On the other hand, it's only fair to mention that the producers of this new disaster film got pretty good reviews for their USA Network movie on the 1989 San Francisco earthquake, "After The Shock." It was praised for its attention to detail and for being "palpably real."
For the reality of the Trade Center blast, the producers will need, among other things, a bevy of child actors, because one of the most touching stories to emerge was that of the 31 kindergartners from P.S. 95 in Brooklyn who were trapped by the explosion -- 17 of them in an elevator and 14 on the observation deck 107 floors up.
Their teachers, Anna Marie Tesoriero and Rosemarie Russo, without question behaved bravely, leading the children in prayers and song.
Ms. Russo also had to lead her 5- and 6-year-olds down the 107 flights of smoke-filled stairwell. Their pictures were all over the television news that night and in the days that followed.

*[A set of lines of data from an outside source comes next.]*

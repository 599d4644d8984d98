//! Core types for the Latticework automaton framework.
//!
//! This is the leaf crate with zero internal dependencies. It defines
//! the values every other crate passes around: cell handles, coordinate
//! vectors, bounded state histories, and the error taxonomy.

#![deny(missing_docs)]
#![deny(rustdoc::broken_intra_doc_links)]
#![forbid(unsafe_code)]

pub mod coord;
pub mod error;
pub mod history;
pub mod id;

pub use coord::CoordVector;
pub use error::{CellError, ConfigError, CoordError, HistoryError};
pub use history::StateHistory;
pub use id::CellId;
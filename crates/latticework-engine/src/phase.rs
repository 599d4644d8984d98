//! The automaton's two-valued phase flag.

use std::fmt;

/// Which half of a tick the automaton expects next.
#[derive(Clone, Copy, Debug, PartialEq, Eq, Hash, Default)]
pub enum Phase {
    /// Committed state is current; the next call should calculate.
    #[default]
    ReadyForCalculation,
    /// Every managed cell has a pending state waiting to be applied.
    ReadyForApplying,
}

impl fmt::Display for Phase {
    fn fmt(&self, f: &mut fmt::Formatter<'_>) -> fmt::Result {
        match self {
            Self::ReadyForCalculation => write!(f, "ready for calculation"),
            Self::ReadyForApplying => write!(f, "ready for applying"),
        }
    }
}
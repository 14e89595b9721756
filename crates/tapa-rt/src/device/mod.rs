// SPDX-License-Identifier: (MIT OR Apache-2.0)
//! External device invocations.
//!
//! A task body can be swapped for a hardware implementation at invoke time.
//! The runtime only sees an opaque [`Device`] handle produced by a
//! [`DeviceLoader`]: arguments are bound by position, then the handle goes
//! through write, exec and read, and a joined continuation polls it until it
//! reports completion. SIGINT cancels in-flight handles (see [`signal`]).

mod process;
pub mod signal;

use std::fmt;
use std::future::Future;
use std::path::{Path, PathBuf};
use std::sync::{Arc, Mutex, TryLockError};
use std::thread;
use std::time::{Duration, Instant};

use crate::cancel::CancelToken;
use crate::error::DeviceError;
use crate::green::block_on;
use crate::green::task::ResultSlot;
use crate::green::yield_now::yield_because;
use crate::stream::{IStream, OStream};

/// Pause between completion polls of a running device.
const POLL_INTERVAL: Duration = Duration::from_millis(1);

/// Host memory shared with a device argument slot.
pub type SharedBuffer = Arc<Mutex<Vec<u8>>>;

/// Transfer direction of a memory-mapped argument.
#[derive(Debug, Clone, Copy, PartialEq, Eq)]
pub enum BufferTag {
    /// Host to device only.
    ReadOnly,
    /// Device to host only.
    WriteOnly,
    ReadWrite,
    /// Allocated on the device, never transferred.
    Placeholder,
}

/// Direction of a channel argument, seen from the device.
#[derive(Debug, Clone, Copy, PartialEq, Eq)]
pub enum StreamTag {
    Input,
    Output,
}

/// One positional argument of a device invocation.
#[derive(Clone)]
pub enum DeviceArg {
    /// Raw little-endian bytes of a fixed-layout scalar.
    Scalar(Vec<u8>),
    Buffer { tag: BufferTag, data: SharedBuffer },
    Stream { tag: StreamTag, name: String },
}

impl DeviceArg {
    pub fn buffer(tag: BufferTag, data: SharedBuffer) -> Self {
        DeviceArg::Buffer { tag, data }
    }
}

impl fmt::Debug for DeviceArg {
    fn fmt(&self, f: &mut fmt::Formatter<'_>) -> fmt::Result {
        match self {
            DeviceArg::Scalar(bytes) => f.debug_tuple("Scalar").field(bytes).finish(),
            DeviceArg::Buffer { tag, data } => f
                .debug_struct("Buffer")
                .field("tag", tag)
                .field("len", &data.lock().map(|d| d.len()).unwrap_or(0))
                .finish(),
            DeviceArg::Stream { tag, name } => f
                .debug_struct("Stream")
                .field("tag", tag)
                .field("name", name)
                .finish(),
        }
    }
}

macro_rules! scalar_args {
    ($($ty:ty),*) => {
        $(
            impl From<$ty> for DeviceArg {
                fn from(value: $ty) -> Self {
                    DeviceArg::Scalar(value.to_le_bytes().to_vec())
                }
            }
        )*
    };
}

scalar_args!(u8, u16, u32, u64, i8, i16, i32, i64, f32, f64);

impl<T> From<&IStream<T>> for DeviceArg {
    fn from(stream: &IStream<T>) -> Self {
        DeviceArg::Stream {
            tag: StreamTag::Input,
            name: stream.name().to_string(),
        }
    }
}

impl<T> From<&OStream<T>> for DeviceArg {
    fn from(stream: &OStream<T>) -> Self {
        DeviceArg::Stream {
            tag: StreamTag::Output,
            name: stream.name().to_string(),
        }
    }
}

/// Handle to one loaded hardware instance.
///
/// Calls arrive in the order: argument setters, `write_to_device`, `exec`,
/// `read_from_device`, then `is_finished` until it returns true, then
/// `finish`. `kill` may arrive from another thread at any point after load.
pub trait Device: Send {
    fn set_scalar_arg(&mut self, index: usize, bytes: &[u8]) -> Result<(), DeviceError>;
    fn set_buffer_arg(
        &mut self,
        index: usize,
        tag: BufferTag,
        data: SharedBuffer,
    ) -> Result<(), DeviceError>;
    fn set_stream_arg(&mut self, index: usize, tag: StreamTag, name: &str)
        -> Result<(), DeviceError>;

    fn write_to_device(&mut self) -> Result<(), DeviceError>;
    fn exec(&mut self) -> Result<(), DeviceError>;
    fn read_from_device(&mut self) -> Result<(), DeviceError>;
    fn finish(&mut self) -> Result<(), DeviceError>;
    fn kill(&mut self);
    fn is_finished(&mut self) -> bool;

    fn compute_time(&self) -> Duration;

    fn load_time(&self) -> Duration {
        Duration::ZERO
    }

    fn store_time(&self) -> Duration {
        Duration::ZERO
    }
}

/// Produces a [`Device`] for a target path.
pub trait DeviceLoader: Send + Sync {
    fn load(&self, target: &Path) -> Result<Box<dyn Device>, DeviceError>;
}

impl<F> DeviceLoader for F
where
    F: Fn(&Path) -> Result<Box<dyn Device>, DeviceError> + Send + Sync,
{
    fn load(&self, target: &Path) -> Result<Box<dyn Device>, DeviceError> {
        self(target)
    }
}

/// Overrides where an invocation runs. An empty target keeps the software
/// body.
#[derive(Debug, Clone, Default, PartialEq, Eq)]
pub struct Executable {
    pub target: PathBuf,
    pub in_new_process: bool,
}

impl Executable {
    pub fn new(target: impl Into<PathBuf>) -> Self {
        Self {
            target: target.into(),
            in_new_process: false,
        }
    }

    /// The software path.
    pub fn software() -> Self {
        Self::default()
    }

    pub fn in_new_process(mut self, yes: bool) -> Self {
        self.in_new_process = yes;
        self
    }

    pub fn is_software(&self) -> bool {
        self.target.as_os_str().is_empty()
    }
}

pub(crate) type SharedDevice = Arc<Mutex<Box<dyn Device>>>;

/// Outcome of a scheduled device invocation: its compute time, or why it
/// failed.
#[derive(Clone)]
pub struct DeviceRun {
    slot: Arc<ResultSlot<Result<Duration, DeviceError>>>,
}

impl DeviceRun {
    pub(crate) fn new() -> Self {
        Self {
            slot: Arc::new(ResultSlot::new()),
        }
    }

    pub(crate) fn finished(result: Result<Duration, DeviceError>) -> Self {
        let run = Self::new();
        run.slot.set(result);
        run
    }

    pub(crate) fn report(&self, result: Result<Duration, DeviceError>) {
        self.slot.set(result);
    }

    /// The result, once the invocation has completed. Taken at most once.
    pub fn take(&self) -> Option<Result<Duration, DeviceError>> {
        self.slot.take()
    }
}

impl fmt::Debug for DeviceRun {
    fn fmt(&self, f: &mut fmt::Formatter<'_>) -> fmt::Result {
        f.debug_struct("DeviceRun").finish_non_exhaustive()
    }
}

/// Load `target` and bind `args` by position.
pub(crate) fn prepare(
    loader: Option<&Arc<dyn DeviceLoader>>,
    target: &Path,
    args: Vec<DeviceArg>,
) -> Result<SharedDevice, DeviceError> {
    let loader = loader.ok_or_else(|| DeviceError::NoLoader {
        target: target.to_path_buf(),
    })?;
    let mut device = loader.load(target)?;
    bind_args(device.as_mut(), args)?;
    tracing::info!(path = %target.display(), "device loaded");
    Ok(Arc::new(Mutex::new(device)))
}

fn bind_args(device: &mut dyn Device, args: Vec<DeviceArg>) -> Result<(), DeviceError> {
    for (index, arg) in args.into_iter().enumerate() {
        let bound = match arg {
            DeviceArg::Scalar(bytes) => device.set_scalar_arg(index, &bytes),
            DeviceArg::Buffer { tag, data } => device.set_buffer_arg(index, tag, data),
            DeviceArg::Stream { tag, name } => device.set_stream_arg(index, tag, &name),
        };
        bound.map_err(|err| DeviceError::Argument {
            index,
            reason: err.to_string(),
        })?;
    }
    Ok(())
}

/// Arm the forced-exit cleanup for `device`; disarmed when the guard drops.
pub(crate) fn kill_on_exit(device: &SharedDevice) -> signal::CleanupGuard {
    let device = device.clone();
    signal::register_cleanup(move || {
        kill_now(&device);
    })
}

/// Kill `device` unless one of its calls is still running elsewhere.
///
/// Never waits for the device: a call that hangs must not hold up the
/// forced exit. Returns whether `kill` was issued.
pub(crate) fn kill_now(device: &SharedDevice) -> bool {
    match device.try_lock() {
        Ok(mut dev) => {
            dev.kill();
            true
        }
        Err(TryLockError::Poisoned(poisoned)) => {
            poisoned.into_inner().kill();
            true
        }
        Err(TryLockError::WouldBlock) => {
            tracing::warn!("device is busy; skipping kill");
            false
        }
    }
}

/// Run a bound device to completion, suspending between completion polls.
///
/// Any cancel request on `token` made after this starts kills the device.
pub(crate) async fn drive(device: SharedDevice, token: CancelToken) -> Result<Duration, DeviceError> {
    let since = token.snapshot();
    {
        let mut dev = device.lock().unwrap();
        dev.write_to_device()?;
        dev.exec()?;
        dev.read_from_device()?;
    }

    loop {
        if token.cancelled_since(since) {
            device.lock().unwrap().kill();
            tracing::warn!("device invocation killed");
            return Err(DeviceError::Killed);
        }
        let finished = device.lock().unwrap().is_finished();
        if finished {
            break;
        }
        thread::sleep(POLL_INTERVAL);
        yield_because(|| "device is not finished".to_string()).await;
    }

    let mut dev = device.lock().unwrap();
    dev.finish()?;
    tracing::debug!(
        compute_ns = dev.compute_time().as_nanos() as u64,
        load_ns = dev.load_time().as_nanos() as u64,
        store_ns = dev.store_time().as_nanos() as u64,
        "device finished"
    );
    Ok(dev.compute_time())
}

/// A one-shot invocation outside any task tree, returning its elapsed time.
///
/// ```no_run
/// use tapa_rt::device::{Executable, ExternalInvocation};
///
/// let elapsed = ExternalInvocation::new(Executable::software())
///     .arg(42u32)
///     .run(async { /* software body */ })
///     .unwrap();
/// println!("{:?}", elapsed);
/// ```
pub struct ExternalInvocation {
    exe: Executable,
    args: Vec<DeviceArg>,
    loader: Option<Arc<dyn DeviceLoader>>,
}

impl ExternalInvocation {
    pub fn new(exe: Executable) -> Self {
        Self {
            exe,
            args: Vec::new(),
            loader: None,
        }
    }

    pub fn arg(mut self, arg: impl Into<DeviceArg>) -> Self {
        self.args.push(arg.into());
        self
    }

    pub fn loader(mut self, loader: Arc<dyn DeviceLoader>) -> Self {
        self.loader = Some(loader);
        self
    }

    /// Run the device, or `software` when the target is empty.
    ///
    /// The software path reports wall-clock time; the device path reports
    /// the device's own compute time.
    pub fn run<F>(self, software: F) -> Result<Duration, DeviceError>
    where
        F: Future<Output = ()>,
    {
        if self.exe.is_software() {
            tracing::info!("running software simulation");
            let start = Instant::now();
            block_on(software);
            return Ok(start.elapsed());
        }

        signal::install();
        let Self { exe, args, loader } = self;
        let in_new_process = exe.in_new_process;
        let invocation = move || {
            let device = prepare(loader.as_ref(), &exe.target, args)?;
            let _cleanup = kill_on_exit(&device);
            block_on(drive(device, signal::interrupt_token()))
        };
        if in_new_process {
            process::run_in_child(invocation)
        } else {
            invocation()
        }
    }
}

#[cfg(test)]
pub(crate) mod testing {
    use super::*;
    use std::sync::atomic::{AtomicBool, AtomicUsize, Ordering};

    /// Calls seen by a [`FakeDevice`].
    #[derive(Debug, Default)]
    pub struct Probe {
        pub calls: Mutex<Vec<String>>,
        pub killed: AtomicBool,
        pub polls: AtomicUsize,
    }

    impl Probe {
        pub fn calls(&self) -> Vec<String> {
            self.calls.lock().unwrap().clone()
        }

        fn record(&self, call: impl Into<String>) {
            self.calls.lock().unwrap().push(call.into());
        }
    }

    /// Finishes after a fixed number of completion polls.
    pub struct FakeDevice {
        pub probe: Arc<Probe>,
        pub polls_to_finish: usize,
        /// When false the device never reports completion.
        pub finishes: bool,
    }

    impl Device for FakeDevice {
        fn set_scalar_arg(&mut self, index: usize, bytes: &[u8]) -> Result<(), DeviceError> {
            self.probe.record(format!("scalar {} {:?}", index, bytes));
            Ok(())
        }

        fn set_buffer_arg(
            &mut self,
            index: usize,
            tag: BufferTag,
            _data: SharedBuffer,
        ) -> Result<(), DeviceError> {
            if tag == BufferTag::Placeholder {
                return Err(DeviceError::operation("set_buffer_arg", "placeholder unsupported"));
            }
            self.probe.record(format!("buffer {} {:?}", index, tag));
            Ok(())
        }

        fn set_stream_arg(
            &mut self,
            index: usize,
            tag: StreamTag,
            name: &str,
        ) -> Result<(), DeviceError> {
            self.probe.record(format!("stream {} {:?} {}", index, tag, name));
            Ok(())
        }

        fn write_to_device(&mut self) -> Result<(), DeviceError> {
            self.probe.record("write");
            Ok(())
        }

        fn exec(&mut self) -> Result<(), DeviceError> {
            self.probe.record("exec");
            Ok(())
        }

        fn read_from_device(&mut self) -> Result<(), DeviceError> {
            self.probe.record("read");
            Ok(())
        }

        fn finish(&mut self) -> Result<(), DeviceError> {
            self.probe.record("finish");
            Ok(())
        }

        fn kill(&mut self) {
            self.probe.killed.store(true, Ordering::Release);
        }

        fn is_finished(&mut self) -> bool {
            let polls = self.probe.polls.fetch_add(1, Ordering::AcqRel) + 1;
            self.finishes && polls >= self.polls_to_finish
        }

        fn compute_time(&self) -> Duration {
            Duration::from_micros(7)
        }
    }

    pub fn loader(probe: Arc<Probe>, polls_to_finish: usize, finishes: bool) -> Arc<dyn DeviceLoader> {
        Arc::new(move |_: &Path| -> Result<Box<dyn Device>, DeviceError> {
            Ok(Box::new(FakeDevice {
                probe: probe.clone(),
                polls_to_finish,
                finishes,
            }))
        })
    }
}
// SPDX-License-Identifier: (MIT OR Apache-2.0)
//! Task continuations.
//!
//! A continuation is one task-body invocation: a boxed future plus the
//! `detached` bit that decides whether it holds up a `wait()`. It lives on
//! exactly one worker from creation until its body returns.

use std::any::Any;
use std::fmt;
use std::future::Future;
use std::panic::{self, AssertUnwindSafe};
use std::pin::Pin;
use std::sync::atomic::{AtomicU64, Ordering};
use std::sync::Mutex;
use std::task::{Context, Poll};

/// Type-erased task body.
pub(crate) type BoxFuture = Pin<Box<dyn Future<Output = ()> + Send>>;

static NEXT_ID: AtomicU64 = AtomicU64::new(0);

/// Work handed to a worker but not yet turned into a continuation.
pub(crate) struct Submission {
    pub detached: bool,
    pub name: Option<String>,
    pub body: BoxFuture,
}

impl Submission {
    pub fn new(detached: bool, name: Option<String>, body: BoxFuture) -> Self {
        Self {
            detached,
            name,
            body,
        }
    }
}

pub(crate) struct Continuation {
    pub id: u64,
    pub detached: bool,
    pub name: Option<String>,
    body: BoxFuture,
}

impl fmt::Debug for Continuation {
    fn fmt(&self, f: &mut fmt::Formatter<'_>) -> fmt::Result {
        f.debug_struct("Continuation")
            .field("id", &self.id)
            .field("detached", &self.detached)
            .field("name", &self.name)
            .finish()
    }
}

impl From<Submission> for Continuation {
    fn from(sub: Submission) -> Self {
        Self {
            id: NEXT_ID.fetch_add(1, Ordering::Relaxed),
            detached: sub.detached,
            name: sub.name,
            body: sub.body,
        }
    }
}

impl Continuation {
    /// Run the body until its next suspension point.
    ///
    /// A panicking body finishes with `Err(message)`; the worker survives.
    pub fn resume(&mut self, cx: &mut Context<'_>) -> Poll<Result<(), String>> {
        let body = &mut self.body;
        match panic::catch_unwind(AssertUnwindSafe(|| body.as_mut().poll(cx))) {
            Ok(Poll::Ready(())) => Poll::Ready(Ok(())),
            Ok(Poll::Pending) => Poll::Pending,
            Err(payload) => Poll::Ready(Err(panic_message(payload.as_ref()))),
        }
    }

    pub fn label(&self) -> &str {
        self.name.as_deref().unwrap_or("<anonymous>")
    }
}

pub(crate) fn panic_message(payload: &(dyn Any + Send)) -> String {
    if let Some(s) = payload.downcast_ref::<&str>() {
        s.to_string()
    } else if let Some(s) = payload.downcast_ref::<String>() {
        s.clone()
    } else {
        "unknown panic".to_string()
    }
}

/// Result slot shared between a continuation and the code that waits on it.
pub(crate) struct ResultSlot<T> {
    inner: Mutex<Option<T>>,
}

impl<T> ResultSlot<T> {
    pub fn new() -> Self {
        Self {
            inner: Mutex::new(None),
        }
    }

    pub fn set(&self, value: T) {
        *self.inner.lock().unwrap() = Some(value);
    }

    pub fn take(&self) -> Option<T> {
        self.inner.lock().unwrap().take()
    }
}
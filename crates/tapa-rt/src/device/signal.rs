// SPDX-License-Identifier: (MIT OR Apache-2.0)
//! SIGINT handling for in-flight device invocations.
//!
//! The handler itself only touches atomics: it bumps the process-wide
//! interrupt token and records the time. A watcher thread does the rest.
//! On the first interrupt it runs the interrupt hooks (runtimes use this to
//! dump suspended continuations); pollers of the token kill their devices.
//! A second interrupt within [`DOUBLE_INTERRUPT_WINDOW`] makes the watcher
//! run every registered cleanup once and exit the process.

use std::io;
use std::sync::atomic::{AtomicBool, AtomicU64, Ordering};
use std::sync::{Arc, Mutex, Once, OnceLock};
use std::thread;
use std::time::Duration;

use crate::cancel::CancelToken;

pub const DOUBLE_INTERRUPT_WINDOW: Duration = Duration::from_millis(500);

const WATCH_TICK: Duration = Duration::from_millis(10);

static INSTALL: Once = Once::new();
static INTERRUPT: OnceLock<CancelToken> = OnceLock::new();
static LAST_SIGNAL_NS: AtomicU64 = AtomicU64::new(0);
static PENDING: AtomicU64 = AtomicU64::new(0);
static FORCE_EXIT: AtomicBool = AtomicBool::new(false);
static REGISTRY: Mutex<Registry> = Mutex::new(Registry::new());

type Hook = Arc<dyn Fn() + Send + Sync>;
type Cleanup = Box<dyn FnOnce() + Send>;

/// Interrupt hooks and shutdown cleanups, keyed by registration id.
pub(crate) struct Registry {
    next_id: u64,
    hooks: Vec<(u64, Hook)>,
    cleanups: Vec<(u64, Cleanup)>,
}

impl Registry {
    pub const fn new() -> Self {
        Self {
            next_id: 0,
            hooks: Vec::new(),
            cleanups: Vec::new(),
        }
    }

    fn next_id(&mut self) -> u64 {
        self.next_id += 1;
        self.next_id
    }

    pub fn add_hook(&mut self, hook: Hook) -> u64 {
        let id = self.next_id();
        self.hooks.push((id, hook));
        id
    }

    pub fn add_cleanup(&mut self, cleanup: Cleanup) -> u64 {
        let id = self.next_id();
        self.cleanups.push((id, cleanup));
        id
    }

    pub fn remove(&mut self, id: u64) {
        self.hooks.retain(|(h, _)| *h != id);
        self.cleanups.retain(|(c, _)| *c != id);
    }

    pub fn hooks(&self) -> Vec<Hook> {
        self.hooks.iter().map(|(_, h)| h.clone()).collect()
    }

    /// Remove and return every cleanup; each runs at most once.
    pub fn take_cleanups(&mut self) -> Vec<Cleanup> {
        self.cleanups.drain(..).map(|(_, c)| c).collect()
    }
}

/// Unregisters an interrupt hook on drop.
#[derive(Debug)]
pub struct HookGuard {
    id: u64,
}

impl Drop for HookGuard {
    fn drop(&mut self) {
        REGISTRY.lock().unwrap().remove(self.id);
    }
}

/// Unregisters a shutdown cleanup on drop, without running it.
#[derive(Debug)]
pub struct CleanupGuard {
    id: u64,
}

impl Drop for CleanupGuard {
    fn drop(&mut self) {
        REGISTRY.lock().unwrap().remove(self.id);
    }
}

/// Install the SIGINT handler and its watcher thread. Idempotent.
pub fn install() {
    INSTALL.call_once(|| {
        interrupt_token();
        if let Err(err) = install_handler() {
            tracing::warn!(%err, "failed to install SIGINT handler");
            return;
        }
        let spawned = thread::Builder::new()
            .name("tapa-signal".to_string())
            .spawn(watch);
        if let Err(err) = spawned {
            tracing::warn!(%err, "failed to spawn signal watcher");
        }
    });
}

/// Token bumped once per SIGINT.
pub fn interrupt_token() -> CancelToken {
    INTERRUPT.get_or_init(CancelToken::new).clone()
}

/// Run `hook` on the watcher thread after every single SIGINT.
pub fn on_interrupt(hook: impl Fn() + Send + Sync + 'static) -> HookGuard {
    let id = REGISTRY.lock().unwrap().add_hook(Arc::new(hook));
    HookGuard { id }
}

/// Run `cleanup` once if the process is forced down by a double SIGINT.
pub fn register_cleanup(cleanup: impl FnOnce() + Send + 'static) -> CleanupGuard {
    let id = REGISTRY.lock().unwrap().add_cleanup(Box::new(cleanup));
    CleanupGuard { id }
}

/// Whether a signal at `now` following one at `last` forces an exit.
pub(crate) fn is_double_interrupt(last_ns: u64, now_ns: u64) -> bool {
    last_ns != 0 && now_ns.saturating_sub(last_ns) < DOUBLE_INTERRUPT_WINDOW.as_nanos() as u64
}

fn monotonic_ns() -> u64 {
    let mut ts = libc::timespec {
        tv_sec: 0,
        tv_nsec: 0,
    };
    // SAFETY: `ts` is a valid out-pointer; clock_gettime is async-signal-safe.
    unsafe {
        libc::clock_gettime(libc::CLOCK_MONOTONIC, &mut ts);
    }
    ts.tv_sec as u64 * 1_000_000_000 + ts.tv_nsec as u64
}

extern "C" fn handle_sigint(_signal: libc::c_int) {
    let now = monotonic_ns();
    let last = LAST_SIGNAL_NS.swap(now, Ordering::AcqRel);
    if is_double_interrupt(last, now) {
        FORCE_EXIT.store(true, Ordering::Release);
    }
    PENDING.fetch_add(1, Ordering::AcqRel);
    if let Some(token) = INTERRUPT.get() {
        token.cancel();
    }
}

fn install_handler() -> io::Result<()> {
    let handler: extern "C" fn(libc::c_int) = handle_sigint;
    // SAFETY: the action struct is fully initialised before use and the
    // handler only performs async-signal-safe operations.
    unsafe {
        let mut action: libc::sigaction = std::mem::zeroed();
        action.sa_sigaction = handler as libc::sighandler_t;
        action.sa_flags = libc::SA_RESTART;
        libc::sigemptyset(&mut action.sa_mask);
        if libc::sigaction(libc::SIGINT, &action, std::ptr::null_mut()) != 0 {
            return Err(io::Error::last_os_error());
        }
    }
    Ok(())
}

fn watch() {
    loop {
        thread::sleep(WATCH_TICK);

        if FORCE_EXIT.load(Ordering::Acquire) {
            tracing::info!(
                window_ms = DOUBLE_INTERRUPT_WINDOW.as_millis() as u64,
                "caught SIGINT twice; exit"
            );
            run_cleanups();
            std::process::exit(libc::EXIT_FAILURE);
        }

        if PENDING.swap(0, Ordering::AcqRel) > 0 {
            tracing::info!("caught SIGINT");
            let hooks = REGISTRY.lock().unwrap().hooks();
            for hook in hooks {
                hook();
            }
        }
    }
}

fn run_cleanups() {
    let cleanups = REGISTRY.lock().unwrap().take_cleanups();
    tracing::info!(count = cleanups.len(), "running shutdown cleanups");
    for cleanup in cleanups {
        cleanup();
    }
}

That's why Wilshire Court Productions sought out the teachers for their instant NBC movie. But since they are using only about eight "high-profile" people as the film's central figures, they decided it wasn't necessary to sign contracts with the individual schoolchildren. So the 31 youngsters who went through the trauma and are heroes, too, will not get individual payments. The producers decided instead to make a gift to P.S. 95, to benefit all its 730 kids in grades pre-kindergarten through 5.
As with the other payments, no one will say what this amount is. That's too bad, because some people might get the impression that the children are being ripped off. John McMahon, president of the Wilshire production company, did say, however, that the gift to the school was roughly the same amount as that paid to each of the individuals, such as the teachers.
I guess it can be said that whatever happens with this movie, it won't be another Amy Fisher exploitation telethon, with three separate networks each doing its own torrid version. And each getting a fairly big audience. Everybody loves a soap opera.
And everybody wants to be a soap star. James Filatro, the principal of P.S. 95, sounded rather left out when he discussed his kindergartners and the Trade Center film. First, he praised the producers' gift to the school and said no one was upset that the kids didn't get individual payments. But then he recalled that one of the producers' representatives had contacted him early on about the film, "but she never came back."
His voice turned just a bit wistful. "I guess I wasn't important enough."
Sydney H. Schanberg is a columnist for Newsday.